As already mentioned, one of the hardest parts and best parts about this time of year is being forced and having the opportunity to be around your family. Obviously, this year is different, but that doesn’t mean exploring what family means and why you should probably give your family members a bit of a break sometimes, is definitely worth doing, family or no family this year.

Wes Anderson’s second film on this list (man, he must really have some family problems) explores that through the lens of three brothers on a train ride through India.
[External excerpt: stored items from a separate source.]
use time::OffsetDateTime;

use crate::{
    api::{
        repair_request::{Id, New, Status},
        user::Role,
        RepairRequest,
    },
    lifecycle::{self, Inventory, Personalization, Step},
};

use super::{Call, Client, Error};

impl Client {
    /// Submits a new repair request on behalf of the signed-in customer.
    pub async fn create_repair_request(
        &self,
        new: &New,
    ) -> Result<RepairRequest, Error> {
        let user = self.signed_in().await?;
        lifecycle::ensure_role(&user, Role::User)?;
        self.send(Call::post("/repair-requests").json(new)?).await
    }

    /// Requests owned by the signed-in customer.
    pub async fn my_repair_requests(
        &self,
    ) -> Result<Vec<RepairRequest>, Error> {
        self.send(Call::get("/repair-requests/me")).await
    }

    /// All requests, optionally only those in `status`.
    pub async fn repair_requests(
        &self,
        status: Option<Status>,
    ) -> Result<Vec<RepairRequest>, Error> {
        let mut call = Call::get("/repair-requests");
        if let Some(status) = status {
            call = call.query("status", status);
        }
        self.send(call).await
    }

    /// Requests assigned to the signed-in technician.
    pub async fn assigned_repair_requests(
        &self,
    ) -> Result<Vec<RepairRequest>, Error> {
        self.send(Call::get("/repair-requests/master")).await
    }

    /// Fetches the current state of one request.
    ///
    /// Customers may only read their own requests, so for them the request
    /// is looked up in their own list.
    pub async fn repair_request(&self, id: Id) -> Result<RepairRequest, Error> {
        let user = self.signed_in().await?;
        if user.role != Role::User {
            return self.send(Call::get(format!("/repair-requests/{id}"))).await;
        }
        self.my_repair_requests()
            .await?
            .into_iter()
            .find(|r| r.id == id)
            .ok_or_else(|| Error::NotFound(format!("repair request {id}")))
    }

    /// Manager marks a created request as triaged.
    pub async fn check(
        &self,
        request: &RepairRequest,
    ) -> Result<RepairRequest, Error> {
        self.advance(request, Step::Check, None).await
    }

    /// Manager turns a created or checked request down.
    pub async fn reject(
        &self,
        request: &RepairRequest,
    ) -> Result<RepairRequest, Error> {
        self.advance(request, Step::Reject, None).await
    }

    /// Technician prices and schedules a checked request, taking it over.
    ///
    /// Component quantities are checked against `inventory`, which should be
    /// the latest snapshot fetched with [`Client::inventory`].
    pub async fn personalize(
        &self,
        request: &RepairRequest,
        personalization: Personalization,
        inventory: &Inventory,
    ) -> Result<RepairRequest, Error> {
        self.advance(
            request,
            Step::Personalize(personalization),
            Some(inventory),
        )
        .await
    }

    /// Owner accepts the price and date, work begins.
    pub async fn start(
        &self,
        request: &RepairRequest,
    ) -> Result<RepairRequest, Error> {
        self.advance(request, Step::Start, None).await
    }

    /// Assigned technician finishes the work.
    pub async fn complete(
        &self,
        request: &RepairRequest,
    ) -> Result<RepairRequest, Error> {
        self.advance(request, Step::Complete, None).await
    }

    /// Moves `request` along the lifecycle.
    ///
    /// `request` is the caller's snapshot: the move is refused with
    /// [`Error::StatusChanged`] if the ticket is no longer in the status the
    /// snapshot shows. Allocations of a personalization are checked against
    /// `inventory` once the lifecycle guard has passed.
    async fn advance(
        &self,
        request: &RepairRequest,
        step: Step,
        inventory: Option<&Inventory>,
    ) -> Result<RepairRequest, Error> {
        let actor = self.signed_in().await?;
        let transition = lifecycle::validate(
            request,
            &step,
            &actor,
            OffsetDateTime::now_utc(),
        )?;
        let target = transition.target();

        if let (Step::Personalize(p), Some(inventory)) = (&step, inventory) {
            inventory.check(&p.components)?;
        }

        let current = self.repair_request(request.id).await?;
        if current.status != request.status {
            return Err(Error::StatusChanged {
                id: request.id,
                expected: request.status,
                actual: current.status,
            });
        }

        tracing::info!(
            id = %request.id,
            from = %request.status,
            to = %target,
            actor = %actor.id,
            "advancing repair request"
        );
        let updated: RepairRequest =
            self.send(endpoint(request.id, &step)?).await?;
        if updated.status != target {
            return Err(Error::StatusChanged {
                id: request.id,
                expected: target,
                actual: updated.status,
            });
        }
        Ok(updated)
    }
}

fn endpoint(id: Id, step: &Step) -> Result<Call, Error> {
    let base = format!("/repair-requests/{id}");
    Ok(match step {
        Step::Check => Call::post(format!("{base}/as-checked")),
        Step::Reject => Call::post(format!("{base}/as-rejected")),
        Step::Personalize(p) => {
            Call::patch(format!("{base}/personalize-order")).json(p)?
        }
        Step::Start => Call::post(format!("{base}/as-in-progress")),
        Step::Complete => Call::patch(format!("{base}/as-completed")),
    })
}
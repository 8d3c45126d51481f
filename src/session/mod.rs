//! Authenticated identity and its renewal.
//!
//! A [`Manager`] owns the only mutable copy of the session. Requests read
//! the bearer token from it and report a rejected token back through
//! [`Manager::on_unauthorized`], which renews it with at most one refresh
//! call in flight at a time.

pub mod store;

use std::sync::{Arc, Weak};

use async_trait::async_trait;
use derive_more::Display;
use futures::{
    future::{BoxFuture, Shared},
    FutureExt as _,
};
use serde::{Deserialize, Serialize};
use tokio::sync::Mutex;

use crate::api::User;

pub use self::store::{FileStore, MemoryStore, Record, Store};

#[derive(Clone, Debug, Deserialize, PartialEq, Serialize)]
pub struct Session {
    pub user: User,
    pub token: String,
}

/// Outcome of a successful refresh call.
#[derive(Clone, Debug)]
pub struct Renewed {
    pub token: String,

    /// Rotated refresh credential, if the server issued a new one.
    pub refresh_token: Option<String>,
}

/// Exchanges a refresh credential for a new access token.
#[async_trait]
pub trait Refresh: Send + Sync {
    async fn refresh(
        &self,
        refresh_token: Option<String>,
    ) -> Result<Renewed, RefreshError>;
}

#[derive(Clone, Debug, Display, PartialEq)]
pub enum RefreshError {
    #[display("not signed in")]
    NoSession,

    #[display("refresh rejected with status {status}: {detail}")]
    Rejected { status: u16, detail: String },

    #[display("refresh failed: {_0}")]
    Transport(String),

    #[display("session changed while refreshing")]
    Superseded,
}

impl std::error::Error for RefreshError {}

type InFlight = Shared<BoxFuture<'static, Result<String, RefreshError>>>;

#[derive(Clone)]
pub struct Manager {
    inner: Arc<Inner>,
}

struct Inner {
    store: Box<dyn Store>,
    refresher: Box<dyn Refresh>,
    state: Mutex<State>,
}

#[derive(Default)]
struct State {
    session: Option<Session>,
    refresh_token: Option<String>,

    /// Bumped whenever the session is replaced or torn down, so that a
    /// refresh started for an older session cannot write into a newer one.
    epoch: u64,

    in_flight: Option<InFlight>,
}

impl Manager {
    /// Restores whatever session `store` holds.
    ///
    /// An unreadable record is discarded and the manager starts signed out.
    pub async fn load(
        store: impl Store + 'static,
        refresher: impl Refresh + 'static,
    ) -> Result<Self, store::Error> {
        let record = match store.load().await {
            Ok(record) => record,
            Err(store::Error::Format(e)) => {
                tracing::warn!("discarding unreadable session: {e}");
                store.clear().await?;
                None
            }
            Err(e) => return Err(e),
        };
        if let Some(record) = &record {
            tracing::debug!(
                user = %record.session.user.id,
                "restored session"
            );
        }
        let (session, refresh_token) = match record {
            Some(r) => (Some(r.session), r.refresh_token),
            None => (None, None),
        };

        Ok(Self {
            inner: Arc::new(Inner {
                store: Box::new(store),
                refresher: Box::new(refresher),
                state: Mutex::new(State {
                    session,
                    refresh_token,
                    ..State::default()
                }),
            }),
        })
    }

    pub async fn current(&self) -> Option<Session> {
        self.inner.state.lock().await.session.clone()
    }

    pub async fn token(&self) -> Option<String> {
        let state = self.inner.state.lock().await;
        state.session.as_ref().map(|s| s.token.clone())
    }

    pub async fn user(&self) -> Option<User> {
        let state = self.inner.state.lock().await;
        state.session.as_ref().map(|s| s.user.clone())
    }

    pub async fn refresh_token(&self) -> Option<String> {
        self.inner.state.lock().await.refresh_token.clone()
    }

    /// Replaces the session after a successful sign-in.
    pub async fn establish(
        &self,
        session: Session,
        refresh_token: Option<String>,
    ) -> Result<(), store::Error> {
        let mut state = self.inner.state.lock().await;
        state.epoch += 1;
        state.in_flight = None;
        state.session = Some(session.clone());
        state.refresh_token = refresh_token.clone();
        self.inner
            .store
            .save(&Record {
                session,
                refresh_token,
            })
            .await
    }

    /// Tears the session down if its token is still `token`.
    ///
    /// Returns whether the session was cleared.
    pub async fn discard(&self, token: &str) -> Result<bool, store::Error> {
        let mut state = self.inner.state.lock().await;
        if state.session.as_ref().map(|s| s.token.as_str()) != Some(token) {
            return Ok(false);
        }
        state.epoch += 1;
        state.in_flight = None;
        state.session = None;
        state.refresh_token = None;
        self.inner.store.clear().await?;
        Ok(true)
    }

    /// Tears the session down.
    pub async fn clear(&self) -> Result<(), store::Error> {
        let mut state = self.inner.state.lock().await;
        state.epoch += 1;
        state.in_flight = None;
        state.session = None;
        state.refresh_token = None;
        self.inner.store.clear().await
    }

    /// Renews the session after the server rejected `rejected`.
    ///
    /// Callers reporting the same token share one refresh call. A caller
    /// whose token was already replaced gets the current token back without
    /// a new refresh. On failure the session is cleared.
    pub async fn on_unauthorized(
        &self,
        rejected: &str,
    ) -> Result<String, RefreshError> {
        let flight = {
            let mut state = self.inner.state.lock().await;
            let current = match &state.session {
                Some(session) => session.token.clone(),
                None => return Err(RefreshError::NoSession),
            };
            if current != rejected {
                return Ok(current);
            }
            match &state.in_flight {
                Some(flight) => flight.clone(),
                None => {
                    let flight = refresh(
                        Arc::downgrade(&self.inner),
                        state.epoch,
                        state.refresh_token.clone(),
                    )
                    .boxed()
                    .shared();
                    state.in_flight = Some(flight.clone());
                    flight
                }
            }
        };
        flight.await
    }
}

async fn refresh(
    inner: Weak<Inner>,
    epoch: u64,
    refresh_token: Option<String>,
) -> Result<String, RefreshError> {
    let inner = inner.upgrade().ok_or(RefreshError::Superseded)?;

    tracing::debug!("refreshing access token");
    let result = inner.refresher.refresh(refresh_token).await;

    let mut state = inner.state.lock().await;
    if state.epoch != epoch {
        return Err(RefreshError::Superseded);
    }
    state.in_flight = None;

    match result {
        Ok(renewed) => {
            let Some(session) = state.session.as_mut() else {
                return Err(RefreshError::NoSession);
            };
            session.token = renewed.token.clone();
            let session = session.clone();
            if renewed.refresh_token.is_some() {
                state.refresh_token = renewed.refresh_token;
            }
            let record = Record {
                session,
                refresh_token: state.refresh_token.clone(),
            };
            if let Err(e) = inner.store.save(&record).await {
                tracing::warn!("failed to persist refreshed session: {e}");
            }
            tracing::info!(
                user = %record.session.user.id,
                "access token refreshed"
            );
            Ok(renewed.token)
        }
        Err(e) => {
            tracing::warn!("token refresh failed, signing out: {e}");
            state.epoch += 1;
            state.session = None;
            state.refresh_token = None;
            if let Err(e) = inner.store.clear().await {
                tracing::warn!("failed to clear persisted session: {e}");
            }
            Err(e)
        }
    }
}
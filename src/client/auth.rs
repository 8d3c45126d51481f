use reqwest::header::COOKIE;

use crate::{
    api::{user::Registration, User},
    session::{Refresh as _, Session},
};

use super::{
    attach_token, error_for_status,
    refresh::{refresh_cookie, TokenResponse},
    Call, Client, Error, REFRESH_COOKIE,
};

impl Client {
    /// Signs in with e-mail and password.
    pub async fn login(
        &self,
        email: &str,
        password: &str,
    ) -> Result<Session, Error> {
        let response = self
            .http
            .post(self.url("/auth/login"))
            .form(&[("username", email), ("password", password)])
            .send()
            .await?;
        let response = error_for_status(response).await?;

        let refresh_token = refresh_cookie(&response);
        let TokenResponse { access_token } = response.json().await?;
        self.establish(access_token, refresh_token).await
    }

    /// Asks the server to e-mail a one-time sign-in link.
    pub async fn send_auth_link(&self, email: &str) -> Result<(), Error> {
        let response = self
            .http
            .post(self.url("/auth/send-auth-link"))
            .form(&[("email", email)])
            .send()
            .await?;
        error_for_status(response).await.map(drop)
    }

    /// Signs in with the token of a one-time link.
    ///
    /// Verification only yields the refresh credential, the access token is
    /// obtained by refreshing right away.
    pub async fn verify_link(&self, token: &str) -> Result<Session, Error> {
        let response = self
            .http
            .post(self.url(&format!("/auth/verify/{token}")))
            .send()
            .await?;
        let response = error_for_status(response).await?;
        let credential =
            refresh_cookie(&response).ok_or(Error::Unauthenticated)?;

        let renewed = self
            .refresh
            .refresh(Some(credential.clone()))
            .await
            .map_err(|e| {
                tracing::warn!("refresh after link verification failed: {e}");
                Error::Unauthenticated
            })?;
        self.establish(
            renewed.token,
            renewed.refresh_token.or(Some(credential)),
        )
        .await
    }

    pub async fn register(
        &self,
        registration: &Registration,
    ) -> Result<(), Error> {
        let response = self
            .http
            .post(self.url("/auth/register"))
            .json(registration)
            .send()
            .await?;
        error_for_status(response).await.map(drop)
    }

    /// Current user as the server sees it.
    pub async fn me(&self) -> Result<User, Error> {
        self.send(Call::get("/auth/me")).await
    }

    /// Signs out. The local session is destroyed even if the server
    /// cannot be reached.
    pub async fn logout(&self) -> Result<(), Error> {
        if let Some(credential) = self.session.refresh_token().await {
            let result = self
                .http
                .post(self.url("/auth/logout"))
                .header(COOKIE, format!("{REFRESH_COOKIE}={credential}"))
                .send()
                .await;
            match result {
                Ok(r) if r.status().is_success() => {}
                Ok(r) => tracing::warn!(
                    status = %r.status(),
                    "server refused logout"
                ),
                Err(e) => tracing::warn!("logout request failed: {e}"),
            }
        }
        self.session.clear().await?;
        tracing::info!("signed out");
        Ok(())
    }

    async fn establish(
        &self,
        token: String,
        refresh_token: Option<String>,
    ) -> Result<Session, Error> {
        let response =
            attach_token(self.http.get(self.url("/auth/me")), Some(&token))
                .send()
                .await?;
        let user = error_for_status(response).await?.json::<User>().await?;

        let session = Session { user, token };
        self.session
            .establish(session.clone(), refresh_token)
            .await?;
        tracing::info!(
            user = %session.user.id,
            role = %session.user.role,
            "signed in"
        );
        Ok(session)
    }
}
use derive_more::Display;
use serde::{Deserialize, Serialize};

#[derive(Clone, Debug, Deserialize, Eq, PartialEq, Serialize)]
pub struct User {
    pub id: Id,
    #[serde(default)]
    pub first_name: Option<String>,
    #[serde(default)]
    pub last_name: Option<String>,
    pub email: String,
    pub role: Role,
}

#[derive(
    Clone, Copy, Debug, Deserialize, Display, Eq, Hash, PartialEq, Serialize,
)]
pub struct Id(i64);

impl From<i64> for Id {
    fn from(value: i64) -> Self {
        Self(value)
    }
}

#[derive(
    Clone, Copy, Debug, Deserialize, Display, Eq, Hash, PartialEq, Serialize,
)]
#[serde(rename_all = "snake_case")]
pub enum Role {
    /// Customer submitting repair requests.
    #[display("user")]
    User,

    /// Triages incoming requests.
    #[display("manager")]
    Manager,

    /// Technician performing repairs.
    #[display("master")]
    Master,
}

/// Sign-up payload, also used by managers creating accounts.
#[derive(Clone, Debug, Serialize)]
pub struct Registration {
    pub first_name: String,
    pub last_name: String,
    pub email: String,
    pub password: String,
    pub role: Option<Role>,
}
It’s sweet, it’s funny, it’s a Wes Anderson movie so be prepared for DIY-filmmaking.

(Source: Movieclips Classic Trailers/YouTube)

The Straight Story

Finally, what better way to end this list than with perhaps the greatest story since Homer’s epic about going home. Directed by David Lynch, director of “Elephant Man,” “Eraserhead,” “Blue Velvet” and a handful of other weird, surreal movies that aren’t exactly family-friendly.

“The Straight Story” is basically what it would be like if Lynch got to direct a Disney movie about family because, well, that’s exactly what it is. Telling the true story of widowed farmer Alvin Straight, who drove his lawnmower through Iowa and Wisconsin to go home to visit his brother who had suffered a stroke.

Perhaps it is one of the best movies written about weird familial bonds and the strength of them, despite everything that might get in the way.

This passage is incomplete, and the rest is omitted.